Past Exhibition
16 April- 24 June 2013
This season presents three artists’ films offering different approaches to performance and bodily presence.
Minds to Lose (2008–2011) by India-based artist Neha Choksi (b. 1973) is based on a performance in which the artist anaesthetised herself and four farm animals whilst the public were encouraged to pet both sedated artist and animals. The film looks at issues of presence and absence with humans and animals entering a subconcious state, becoming passive recipients of physical affection.
Norwegian artist Kaia Hugin (b. 1975) presents Five Parts – A Motholic Mobble (Part 5) (2012) part of an on-going series of video performances in which the main female figure hangs, levitates, floats or digs herself into the ground. Combining film, choreography and movement, Hugin’s unsettling performances explore psychological states of guilt and punishment and a fear of our own bodies.
Supported by the Royal Norwegian Embassy.
American artist Alix Pearlstein (b. 1962) is concerned with spectatorship and the relationship between the camera, viewer and subject.
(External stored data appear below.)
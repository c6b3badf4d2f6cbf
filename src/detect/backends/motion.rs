use anyhow::Result;
use image::RgbImage;

use crate::detect::backend::DetectorBackend;
use crate::detect::result::RawDetection;

const DEFAULT_PIXEL_THRESHOLD: u8 = 30;
const DEFAULT_MIN_CHANGED_FRACTION: f32 = 0.002;

/// CPU motion backend: differences consecutive inputs and boxes the changed region.
pub struct MotionBackend {
    previous: Option<Vec<u8>>,
    pixel_threshold: u8,
    min_changed_fraction: f32,
}

impl MotionBackend {
    pub fn new() -> Self {
        Self {
            previous: None,
            pixel_threshold: DEFAULT_PIXEL_THRESHOLD,
            min_changed_fraction: DEFAULT_MIN_CHANGED_FRACTION,
        }
    }
}

impl Default for MotionBackend {
    fn default() -> Self {
        Self::new()
    }
}

fn luma(image: &RgbImage) -> Vec<u8> {
    image
        .pixels()
        .map(|p| ((p[0] as u32 * 77 + p[1] as u32 * 150 + p[2] as u32 * 29) >> 8) as u8)
        .collect()
}

impl DetectorBackend for MotionBackend {
    fn name(&self) -> &'static str {
        "motion"
    }

    fn detect(&mut self, image: &RgbImage, _model: &str) -> Result<Vec<RawDetection>> {
        let current = luma(image);
        let previous = self.previous.replace(current);
        let (Some(previous), Some(current)) = (previous, self.previous.as_ref()) else {
            return Ok(Vec::new());
        };
        if previous.len() != current.len() {
            return Ok(Vec::new());
        }

        let width = image.width() as usize;
        let (mut min_x, mut min_y, mut max_x, mut max_y) = (usize::MAX, usize::MAX, 0, 0);
        let mut changed = 0usize;
        for (index, (a, b)) in previous.iter().zip(current.iter()).enumerate() {
            if a.abs_diff(*b) < self.pixel_threshold {
                continue;
            }
            changed += 1;
            let (x, y) = (index % width, index / width);
            min_x = min_x.min(x);
            min_y = min_y.min(y);
            max_x = max_x.max(x);
            max_y = max_y.max(y);
        }

        let fraction = changed as f32 / current.len().max(1) as f32;
        if changed == 0 || fraction < self.min_changed_fraction {
            return Ok(Vec::new());
        }
        let area = ((max_x - min_x + 1) * (max_y - min_y + 1)) as f32;
        Ok(vec![RawDetection {
            x1: min_x as f32,
            y1: min_y as f32,
            x2: (max_x + 1) as f32,
            y2: (max_y + 1) as f32,
            // Density of change inside the box.
            confidence: (changed as f32 / area).clamp(0.0, 1.0),
            class: "motion".to_string(),
        }])
    }
}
In The Drawing Lesson (2012), we watch actors who are in turn watching each other before turning their gaze directly onto the viewer, heightening the tension between the observer and the observed.
Artists’ Film International showcases artists working with film, video and animation, selected by 14 partner organisations world-wide and presented over the course of a year in each venue. Neha Choksi is selected by Project 88, Mumbai, India; Kaia Hugin by KINOKINO Centre for Art and Film, Sandnes, Norway and Alix Pearlstein by Ballroom Marfa, Texas, US.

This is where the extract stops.